[Items listed in a dataset]
----------

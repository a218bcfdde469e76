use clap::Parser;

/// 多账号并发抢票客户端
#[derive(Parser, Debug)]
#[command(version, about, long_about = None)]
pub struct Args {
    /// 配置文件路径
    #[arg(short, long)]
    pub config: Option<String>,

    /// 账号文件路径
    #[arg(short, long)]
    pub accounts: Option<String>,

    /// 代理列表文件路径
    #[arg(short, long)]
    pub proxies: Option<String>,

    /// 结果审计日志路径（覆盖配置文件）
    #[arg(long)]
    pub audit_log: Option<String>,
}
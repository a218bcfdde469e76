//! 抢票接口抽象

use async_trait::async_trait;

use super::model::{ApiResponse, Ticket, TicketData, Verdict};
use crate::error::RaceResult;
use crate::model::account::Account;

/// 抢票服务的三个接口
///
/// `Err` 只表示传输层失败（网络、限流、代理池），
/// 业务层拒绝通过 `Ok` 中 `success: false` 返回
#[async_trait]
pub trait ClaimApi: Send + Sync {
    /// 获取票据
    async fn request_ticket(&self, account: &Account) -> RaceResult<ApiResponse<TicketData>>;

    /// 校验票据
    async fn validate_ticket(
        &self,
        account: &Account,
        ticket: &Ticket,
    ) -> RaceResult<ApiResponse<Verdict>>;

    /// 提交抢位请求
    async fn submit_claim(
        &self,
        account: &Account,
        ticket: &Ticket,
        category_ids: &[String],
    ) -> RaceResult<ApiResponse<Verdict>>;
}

----------

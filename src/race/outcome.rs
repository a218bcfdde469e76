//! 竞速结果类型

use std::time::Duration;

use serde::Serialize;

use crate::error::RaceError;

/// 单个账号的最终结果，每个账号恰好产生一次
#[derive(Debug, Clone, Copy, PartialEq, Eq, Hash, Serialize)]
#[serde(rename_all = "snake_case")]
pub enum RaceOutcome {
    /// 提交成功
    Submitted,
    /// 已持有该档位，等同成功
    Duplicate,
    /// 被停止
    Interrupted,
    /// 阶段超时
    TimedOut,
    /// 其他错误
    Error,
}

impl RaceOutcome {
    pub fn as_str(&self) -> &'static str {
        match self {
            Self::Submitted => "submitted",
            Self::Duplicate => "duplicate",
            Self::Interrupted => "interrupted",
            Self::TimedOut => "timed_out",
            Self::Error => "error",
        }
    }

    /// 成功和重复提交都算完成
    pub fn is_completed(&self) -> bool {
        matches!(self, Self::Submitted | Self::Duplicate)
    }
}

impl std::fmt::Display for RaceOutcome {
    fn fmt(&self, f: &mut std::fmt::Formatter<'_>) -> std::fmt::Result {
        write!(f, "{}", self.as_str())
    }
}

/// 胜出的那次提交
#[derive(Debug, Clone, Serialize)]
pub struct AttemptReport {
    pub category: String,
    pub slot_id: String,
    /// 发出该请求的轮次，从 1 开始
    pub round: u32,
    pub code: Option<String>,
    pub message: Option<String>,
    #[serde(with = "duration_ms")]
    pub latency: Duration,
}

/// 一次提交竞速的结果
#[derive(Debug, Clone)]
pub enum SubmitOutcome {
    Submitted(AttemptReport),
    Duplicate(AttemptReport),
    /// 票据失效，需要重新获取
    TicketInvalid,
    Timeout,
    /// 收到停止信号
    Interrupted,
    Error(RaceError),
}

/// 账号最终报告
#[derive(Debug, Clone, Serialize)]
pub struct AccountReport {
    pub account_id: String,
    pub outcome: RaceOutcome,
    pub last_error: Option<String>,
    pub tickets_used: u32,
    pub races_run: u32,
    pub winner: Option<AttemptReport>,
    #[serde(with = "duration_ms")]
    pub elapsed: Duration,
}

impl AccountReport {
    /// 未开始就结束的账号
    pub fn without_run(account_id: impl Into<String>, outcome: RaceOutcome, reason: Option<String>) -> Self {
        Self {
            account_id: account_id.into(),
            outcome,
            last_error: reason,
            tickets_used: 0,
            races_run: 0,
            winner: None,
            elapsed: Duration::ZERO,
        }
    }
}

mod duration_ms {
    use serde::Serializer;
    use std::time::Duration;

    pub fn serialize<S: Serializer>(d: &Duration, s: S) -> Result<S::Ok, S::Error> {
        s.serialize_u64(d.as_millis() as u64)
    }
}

----------

▶ **Aim of the task**:
Line count for "struct": give the number of lines in the data above that include it, and nothing else.

▶ **Output for this task**:
3